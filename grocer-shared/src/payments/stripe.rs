/// Stripe REST client
///
/// Talks to the Stripe API with form-encoded requests authenticated by the
/// secret key. Only the three Checkout calls the order flow needs are
/// implemented.
///
/// # Example
///
/// ```no_run
/// use grocer_shared::payments::{stripe::StripeClient, PaymentGateway};
///
/// # async fn example() -> Result<(), Box<dyn std::error::Error>> {
/// let stripe = StripeClient::new("sk_test_...", "https://api.stripe.com");
/// let session = stripe.retrieve_session("cs_test_123").await?;
/// println!("{}", session.payment_status);
/// # Ok(())
/// # }
/// ```

use async_trait::async_trait;
use serde::de::DeserializeOwned;
use serde::Deserialize;
use std::time::Duration;
use tracing::{debug, warn};

use super::{
    CheckoutSession, NewCheckoutSession, PaymentError, PaymentGateway, SessionLineItem,
    METADATA_ADDRESS_ID, METADATA_PRODUCT_ID, METADATA_USER_ID,
};

/// Default API base URL
pub const DEFAULT_API_BASE: &str = "https://api.stripe.com";

/// Page size for line item listing (Stripe maximum)
const LINE_ITEM_PAGE_SIZE: u32 = 100;

/// Stripe API client
#[derive(Clone)]
pub struct StripeClient {
    http: reqwest::Client,
    secret_key: String,
    api_base: String,
}

impl std::fmt::Debug for StripeClient {
    fn fmt(&self, f: &mut std::fmt::Formatter<'_>) -> std::fmt::Result {
        f.debug_struct("StripeClient")
            .field("api_base", &self.api_base)
            .finish_non_exhaustive()
    }
}

#[derive(Debug, Deserialize)]
struct ErrorEnvelope {
    error: ErrorBody,
}

#[derive(Debug, Deserialize)]
struct ErrorBody {
    #[serde(default)]
    message: Option<String>,
    #[serde(default, rename = "type")]
    kind: Option<String>,
}

#[derive(Debug, Deserialize)]
struct ListPage<T> {
    data: Vec<T>,
    #[serde(default)]
    has_more: bool,
}

impl StripeClient {
    /// Creates a client for the given secret key and API base URL
    pub fn new(secret_key: impl Into<String>, api_base: impl Into<String>) -> Self {
        let http = reqwest::Client::builder()
            .timeout(Duration::from_secs(30))
            .build()
            .unwrap_or_default();

        Self {
            http,
            secret_key: secret_key.into(),
            api_base: api_base.into().trim_end_matches('/').to_string(),
        }
    }

    fn url(&self, path: &str) -> String {
        format!("{}/v1/{}", self.api_base, path)
    }

    async fn parse<T: DeserializeOwned>(response: reqwest::Response) -> Result<T, PaymentError> {
        let status = response.status();
        let body = response.text().await?;

        if !status.is_success() {
            let message = serde_json::from_str::<ErrorEnvelope>(&body)
                .ok()
                .map(|e| {
                    format!(
                        "{}{}",
                        e.error.kind.map(|k| format!("[{}] ", k)).unwrap_or_default(),
                        e.error.message.unwrap_or_default()
                    )
                })
                .unwrap_or_else(|| body.clone());
            warn!(status = status.as_u16(), %message, "Stripe request failed");
            return Err(PaymentError::Api {
                status: status.as_u16(),
                message,
            });
        }

        serde_json::from_str(&body).map_err(|e| PaymentError::InvalidResponse(e.to_string()))
    }
}

/// Encodes a checkout request as Stripe form parameters
///
/// Nested objects use Stripe's bracket syntax, e.g.
/// `line_items[0][price_data][unit_amount]=8500`.
pub fn checkout_form(request: &NewCheckoutSession) -> Result<Vec<(String, String)>, PaymentError> {
    if request.line_items.is_empty() {
        return Err(PaymentError::InvalidRequest("no line items".to_string()));
    }

    let mut form = vec![
        ("mode".to_string(), "payment".to_string()),
        ("submit_type".to_string(), "pay".to_string()),
        ("payment_method_types[0]".to_string(), "card".to_string()),
        ("customer_email".to_string(), request.customer_email.clone()),
        (format!("metadata[{}]", METADATA_USER_ID), request.user_id.to_string()),
        (format!("metadata[{}]", METADATA_ADDRESS_ID), request.address_id.to_string()),
        ("success_url".to_string(), request.success_url.clone()),
        ("cancel_url".to_string(), request.cancel_url.clone()),
    ];

    for (i, item) in request.line_items.iter().enumerate() {
        if item.quantity < 1 {
            return Err(PaymentError::InvalidRequest(format!(
                "line {} has quantity {}",
                i, item.quantity
            )));
        }
        if item.unit_amount < 0 {
            return Err(PaymentError::InvalidRequest(format!(
                "line {} has negative amount",
                i
            )));
        }

        let prefix = format!("line_items[{}]", i);
        form.push((format!("{}[price_data][currency]", prefix), request.currency.clone()));
        form.push((
            format!("{}[price_data][unit_amount]", prefix),
            item.unit_amount.to_string(),
        ));
        form.push((
            format!("{}[price_data][product_data][name]", prefix),
            item.name.clone(),
        ));
        for (j, image) in item.images.iter().enumerate() {
            form.push((
                format!("{}[price_data][product_data][images][{}]", prefix, j),
                image.clone(),
            ));
        }
        form.push((
            format!("{}[price_data][product_data][metadata][{}]", prefix, METADATA_PRODUCT_ID),
            item.product_id.to_string(),
        ));
        form.push((format!("{}[quantity]", prefix), item.quantity.to_string()));
    }

    Ok(form)
}

#[async_trait]
impl PaymentGateway for StripeClient {
    async fn create_checkout_session(
        &self,
        request: &NewCheckoutSession,
    ) -> Result<CheckoutSession, PaymentError> {
        let form = checkout_form(request)?;
        debug!(
            user_id = %request.user_id,
            line_items = request.line_items.len(),
            "Creating Stripe checkout session"
        );

        let response = self
            .http
            .post(self.url("checkout/sessions"))
            .bearer_auth(&self.secret_key)
            .form(&form)
            .send()
            .await?;

        Self::parse(response).await
    }

    async fn retrieve_session(&self, session_id: &str) -> Result<CheckoutSession, PaymentError> {
        let response = self
            .http
            .get(self.url(&format!("checkout/sessions/{}", session_id)))
            .bearer_auth(&self.secret_key)
            .send()
            .await?;

        Self::parse(response).await
    }

    async fn list_line_items(&self, session_id: &str) -> Result<Vec<SessionLineItem>, PaymentError> {
        let mut items = Vec::new();
        let mut starting_after: Option<String> = None;

        loop {
            let mut query = vec![
                ("limit".to_string(), LINE_ITEM_PAGE_SIZE.to_string()),
                ("expand[]".to_string(), "data.price.product".to_string()),
            ];
            if let Some(ref cursor) = starting_after {
                query.push(("starting_after".to_string(), cursor.clone()));
            }

            let response = self
                .http
                .get(self.url(&format!("checkout/sessions/{}/line_items", session_id)))
                .bearer_auth(&self.secret_key)
                .query(&query)
                .send()
                .await?;

            let page: ListPage<SessionLineItem> = Self::parse(response).await?;
            starting_after = page.data.last().map(|item| item.id.clone());
            items.extend(page.data);

            if !page.has_more || starting_after.is_none() {
                break;
            }
        }

        debug!(session_id, count = items.len(), "Fetched session line items");
        Ok(items)
    }
}

#[cfg(test)]
mod tests {
    use super::*;
    use crate::payments::CheckoutLineItem;
    use uuid::Uuid;

    fn request(items: Vec<CheckoutLineItem>) -> NewCheckoutSession {
        NewCheckoutSession {
            currency: "inr".to_string(),
            customer_email: "buyer@example.com".to_string(),
            user_id: Uuid::nil(),
            address_id: Uuid::nil(),
            line_items: items,
            success_url: "https://shop.example/success".to_string(),
            cancel_url: "https://shop.example/cancel".to_string(),
        }
    }

    fn lookup<'a>(form: &'a [(String, String)], key: &str) -> Option<&'a str> {
        form.iter().find(|(k, _)| k == key).map(|(_, v)| v.as_str())
    }

    #[test]
    fn test_checkout_form_encodes_lines() {
        let product_id = Uuid::new_v4();
        let form = checkout_form(&request(vec![CheckoutLineItem {
            product_id,
            name: "Basmati Rice".to_string(),
            images: vec!["https://img.example/a.png".to_string(), "https://img.example/b.png".to_string()],
            unit_amount: 8500,
            quantity: 2,
        }]))
        .unwrap();

        assert_eq!(lookup(&form, "mode"), Some("payment"));
        assert_eq!(lookup(&form, "metadata[userId]"), Some(Uuid::nil().to_string().as_str()));
        assert_eq!(lookup(&form, "line_items[0][price_data][currency]"), Some("inr"));
        assert_eq!(lookup(&form, "line_items[0][price_data][unit_amount]"), Some("8500"));
        assert_eq!(
            lookup(&form, "line_items[0][price_data][product_data][images][1]"),
            Some("https://img.example/b.png")
        );
        assert_eq!(
            lookup(&form, "line_items[0][price_data][product_data][metadata][productId]"),
            Some(product_id.to_string().as_str())
        );
        assert_eq!(lookup(&form, "line_items[0][quantity]"), Some("2"));
    }

    #[test]
    fn test_checkout_form_rejects_empty_cart() {
        assert!(matches!(
            checkout_form(&request(vec![])),
            Err(PaymentError::InvalidRequest(_))
        ));
    }

    #[test]
    fn test_checkout_form_rejects_zero_quantity() {
        let result = checkout_form(&request(vec![CheckoutLineItem {
            product_id: Uuid::new_v4(),
            name: "Milk".to_string(),
            images: vec![],
            unit_amount: 100,
            quantity: 0,
        }]));
        assert!(matches!(result, Err(PaymentError::InvalidRequest(_))));
    }

    #[test]
    fn test_api_base_trailing_slash() {
        let client = StripeClient::new("sk_test", "https://api.stripe.com/");
        assert_eq!(client.url("checkout/sessions"), "https://api.stripe.com/v1/checkout/sessions");
    }
}
/// Authentication utilities
///
/// # Modules
///
/// - [`password`]: Argon2id password hashing
/// - [`jwt`]: Access/refresh token generation and validation
/// - [`otp`]: One-time codes for the forgot-password flow
/// - [`middleware`]: Request auth context and token extraction
///
/// # Example
///
/// ```no_run
/// use grocer_shared::auth::password::{hash_password, verify_password};
/// use grocer_shared::auth::jwt::{create_token, Claims, JwtKeys, TokenType};
/// use uuid::Uuid;
///
/// # fn example() -> Result<(), Box<dyn std::error::Error>> {
/// let hash = hash_password("user_password")?;
/// assert!(verify_password("user_password", &hash)?);
///
/// let keys = JwtKeys::new("access-secret", "refresh-secret");
/// let claims = Claims::new(Uuid::new_v4(), TokenType::Access);
/// let token = create_token(&claims, &keys)?;
/// # Ok(())
/// # }
/// ```

pub mod jwt;
pub mod middleware;
pub mod otp;
pub mod password;
/// Maps a completed session's line items to order rows
fn paid_orders(user_id: Uuid, session: &CheckoutSession, items: &[SessionLineItem]) -> Vec<NewOrder> {
    let payment_id = payment_reference(session);

    items
        .iter()
        .map(|item| {
            let (name, image) = match item.product() {
                Some(product) => (product.name.clone(), product.images.clone()),
                None => (item.description.clone().unwrap_or_default(), Vec::new()),
            };
            let amount = from_minor_units(item.amount_total);

            NewOrder {
                user_id,
                product_id: item.product_id(),
                product_details: ProductDetails { name, image },
                payment_id: payment_id.clone(),
                gateway_line_id: Some(item.id.clone()),
                payment_status: session.payment_status.clone(),
                delivery_address: session.address_id(),
                sub_total_amt: amount,
                total_amt: amount,
            }
        })
        .collect()
}

/// Inserts the session's orders and clears the cart in one transaction
///
/// Returns the orders this call inserted; empty when they already existed.
async fn materialize_session(state: &AppState, session: &CheckoutSession) -> ApiResult<Vec<Order>> {
    let user_id = session
        .user_id()
        .ok_or_else(|| ApiError::BadRequest("Checkout session has no userId".to_string()))?;

    let items = state.gateway.list_line_items(&session.id).await?;
    let orders = paid_orders(user_id, session, &items);

    let mut tx = state.db.begin().await?;
    let inserted = Order::insert_many(&mut *tx, &orders).await?;
    if !inserted.is_empty() {
        CartItem::clear_for_user(&mut *tx, user_id).await?;
    }
    tx.commit().await?;

    tracing::info!(
        user_id = %user_id,
        session_id = %session.id,
        order_count = inserted.len(),
        "Checkout session materialized"
    );
    Ok(inserted)
}

/// Places one order per cart line and empties the cart
///
/// # Errors
///
/// - `400`: missing `addressId` or empty cart
/// - `404`: the address is not the caller's or is disabled
pub async fn cash_on_delivery(
    State(state): State<AppState>,
    Extension(auth): Extension<AuthContext>,
    Json(req): Json<PlaceOrderRequest>,
) -> ApiResult<Response> {
    let address_id = required_id(&req.address_id, "Provide addressId")?;

    let mut tx = state.db.begin().await?;

    if Address::find_active_for_user(&mut *tx, auth.user_id, address_id).await?.is_none() {
        return Err(ApiError::NotFound("Address not found".to_string()));
    }

    let lines = CartItem::list_for_user(&mut *tx, auth.user_id).await?;
    if lines.is_empty() {
        return Err(ApiError::BadRequest("Cart is empty".to_string()));
    }

    let orders = Order::insert_many(&mut *tx, &cash_orders(auth.user_id, address_id, &lines)).await?;
    CartItem::clear_for_user(&mut *tx, auth.user_id).await?;
    tx.commit().await?;

    tracing::info!(user_id = %auth.user_id, order_count = orders.len(), "Cash on delivery order placed");
    Ok(created("Order successfully", orders))
}

/// Starts a hosted checkout for the caller's cart
pub async fn checkout(
    State(state): State<AppState>,
    Extension(auth): Extension<AuthContext>,
    Json(req): Json<PlaceOrderRequest>,
) -> ApiResult<Envelope<CheckoutResponse>> {
    let address_id = required_id(&req.address_id, "Provide addressId")?;

    if Address::find_active_for_user(&state.db, auth.user_id, address_id).await?.is_none() {
        return Err(ApiError::NotFound("Address not found".to_string()));
    }

    let lines = CartItem::list_for_user(&state.db, auth.user_id).await?;
    if lines.is_empty() {
        return Err(ApiError::BadRequest("Cart is empty".to_string()));
    }

    let user = User::find_by_id(&state.db, auth.user_id)
        .await?
        .ok_or_else(|| ApiError::NotFound("User not found".to_string()))?;

    let session = state
        .gateway
        .create_checkout_session(&NewCheckoutSession {
            currency: state.config.stripe.currency.clone(),
            customer_email: user.email,
            user_id: auth.user_id,
            address_id,
            line_items: checkout_lines(&lines)?,
            success_url: state.config.checkout_success_url(),
            cancel_url: state.config.checkout_cancel_url(),
        })
        .await?;

    tracing::info!(user_id = %auth.user_id, session_id = %session.id, "Checkout session created");
    Ok(ok(
        "Checkout session created",
        CheckoutResponse {
            id: session.id,
            url: session.url,
        },
    ))
}

/// Gateway callback
///
/// The raw body is verified against `Stripe-Signature` before parsing.
/// Completed sessions are materialized; other events are acknowledged.
pub async fn webhook(
    State(state): State<AppState>,
    headers: HeaderMap,
    body: Bytes,
) -> ApiResult<Json<WebhookAck>> {
    let signature = headers
        .get(SIGNATURE_HEADER)
        .and_then(|v| v.to_str().ok())
        .ok_or(WebhookError::MissingHeader)?;

    webhook::verify_signature(
        &body,
        signature,
        &state.config.stripe.webhook_secret,
        Utc::now().timestamp(),
        DEFAULT_TOLERANCE_SECS,
    )?;

    let event = WebhookEvent::from_slice(&body)?;
    let event_id = event.id.clone();

    match event.into_order_event()? {
        OrderEvent::CheckoutCompleted(session) => {
            materialize_session(&state, &session).await?;
        }
        OrderEvent::Other(event_type) => {
            tracing::info!(event_id = %event_id, event_type = %event_type, "Unhandled webhook event");
        }
    }

    Ok(Json(WebhookAck { received: true }))
}

pub async fn order_list(
    State(state): State<AppState>,
    Extension(auth): Extension<AuthContext>,
) -> ApiResult<Envelope<Vec<OrderWithAddress>>> {
    Ok(ok("order list", Order::list_for_user(&state.db, auth.user_id).await?))
}

/// Orders placed in the last few minutes, for the success page to poll
pub async fn recent_orders(
    State(state): State<AppState>,
    Extension(auth): Extension<AuthContext>,
) -> ApiResult<Envelope<Vec<OrderWithAddress>>> {
    let window = Duration::minutes(RECENT_WINDOW_MINUTES);

    Ok(ok(
        "recent orders",
        Order::list_recent_for_user(&state.db, auth.user_id, window).await?,
    ))
}

/// Client-driven fallback for a delayed webhook
///
/// # Errors
///
/// - `403`: the session belongs to another user
/// - `404`: the gateway does not know the session
/// - `409`: the session is not paid yet
pub async fn confirm_checkout(
    State(state): State<AppState>,
    Extension(auth): Extension<AuthContext>,
    Json(req): Json<ConfirmCheckoutRequest>,
) -> ApiResult<Envelope<Vec<Order>>> {
    let session_id =
        present(&req.session_id).ok_or_else(|| ApiError::BadRequest("Provide sessionId".to_string()))?;

    let session = state.gateway.retrieve_session(session_id).await?;

    if session.user_id() != Some(auth.user_id) {
        tracing::warn!(user_id = %auth.user_id, session_id, "Checkout session owned by another user");
        return Err(ApiError::Forbidden("Permission denied".to_string()));
    }

    if !session.is_paid() {
        return Err(ApiError::Conflict("Payment not completed".to_string()));
    }

    materialize_session(&state, &session).await?;
    let orders = Order::list_by_payment(&state.db, auth.user_id, &payment_reference(&session)).await?;

    Ok(ok("Order successfully", orders))
}

#[cfg(test)]
mod tests {
    use super::*;
    use grocer_shared::models::product::Product;
    use grocer_shared::payments::{
        GatewayProduct, LineItemPrice, ProductRef, METADATA_ADDRESS_ID, METADATA_PRODUCT_ID, METADATA_USER_ID,
    };
    use rust_decimal::Decimal;
    use std::collections::HashMap;

    fn product(price: i64, discount: i32) -> Product {
        Product {
            id: Uuid::new_v4(),
            name: "Toor Dal".to_string(),
            image: vec!["https://img.example/dal.png".to_string()],
            category_ids: vec![],
            sub_category_ids: vec![],
            unit: "1 kg".to_string(),
            stock: Some(20),
            price: Decimal::from(price),
            discount,
            description: "Split pigeon peas".to_string(),
            more_details: serde_json::json!({}),
            publish: true,
            created_at: Utc::now(),
            updated_at: Utc::now(),
        }
    }

    fn line(product: Product, quantity: i32) -> CartLine {
        CartLine {
            id: Uuid::new_v4(),
            user_id: Uuid::nil(),
            quantity,
            product,
            created_at: Utc::now(),
            updated_at: Utc::now(),
        }
    }

    fn session(payment_intent: Option<&str>, address_id: Uuid) -> CheckoutSession {
        CheckoutSession {
            id: "cs_test_1".to_string(),
            url: None,
            payment_intent: payment_intent.map(str::to_string),
            payment_status: "paid".to_string(),
            customer_email: None,
            metadata: HashMap::from([
                (METADATA_USER_ID.to_string(), Uuid::nil().to_string()),
                (METADATA_ADDRESS_ID.to_string(), address_id.to_string()),
            ]),
            amount_total: Some(27000),
        }
    }

    #[test]
    fn test_cash_orders_use_discounted_line_totals() {
        let address_id = Uuid::new_v4();
        let orders = cash_orders(Uuid::nil(), address_id, &[line(product(100, 10), 3)]);

        assert_eq!(orders.len(), 1);
        assert_eq!(orders[0].payment_status, CASH_ON_DELIVERY);
        assert!(orders[0].payment_id.is_empty());
        assert_eq!(orders[0].sub_total_amt, Decimal::from(300));
        assert_eq!(orders[0].total_amt, Decimal::from(270));
        assert_eq!(orders[0].delivery_address, Some(address_id));
    }

    #[test]
    fn test_checkout_lines_in_minor_units() {
        let items = checkout_lines(&[line(product(199, 10), 2)]).unwrap();

        // 199 - ceil(19.9) = 179
        assert_eq!(items[0].unit_amount, 17900);
        assert_eq!(items[0].quantity, 2);
    }

    #[test]
    fn test_paid_orders_from_line_items() {
        let product_id = Uuid::new_v4();
        let address_id = Uuid::new_v4();
        let items = vec![
            SessionLineItem {
                id: "li_1".to_string(),
                description: Some("Toor Dal".to_string()),
                quantity: Some(3),
                amount_total: 27000,
                amount_subtotal: Some(27000),
                price: Some(LineItemPrice {
                    id: "price_1".to_string(),
                    unit_amount: Some(9000),
                    product: ProductRef::Expanded(GatewayProduct {
                        id: "prod_1".to_string(),
                        name: "Toor Dal".to_string(),
                        images: vec!["https://img.example/dal.png".to_string()],
                        metadata: HashMap::from([(METADATA_PRODUCT_ID.to_string(), product_id.to_string())]),
                    }),
                }),
            },
            SessionLineItem {
                id: "li_2".to_string(),
                description: Some("Loose item".to_string()),
                quantity: Some(1),
                amount_total: 1050,
                amount_subtotal: None,
                price: None,
            },
        ];

        let orders = paid_orders(Uuid::nil(), &session(Some("pi_123"), address_id), &items);

        assert_eq!(orders.len(), 2);
        assert_eq!(orders[0].product_id, Some(product_id));
        assert_eq!(orders[0].payment_id, "pi_123");
        assert_eq!(orders[0].total_amt, Decimal::from(270));
        assert_eq!(orders[0].delivery_address, Some(address_id));
        assert_eq!(orders[1].product_id, None);
        assert_eq!(orders[1].product_details.name, "Loose item");
        assert_eq!(orders[1].total_amt, Decimal::new(1050, 2));
    }

    #[test]
    fn test_payment_reference_falls_back_to_session() {
        assert_eq!(payment_reference(&session(Some("pi_9"), Uuid::nil())), "pi_9");
        assert_eq!(payment_reference(&session(None, Uuid::nil())), "cs_test_1");
    }
}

^^^^

* **WHAT IS NEEDED**:
Among the lines of the records above, count those containing the word "ErrorEnvelope", then give the number by itself.

* **OUTPUT FOR THIS EXERCISE**:
2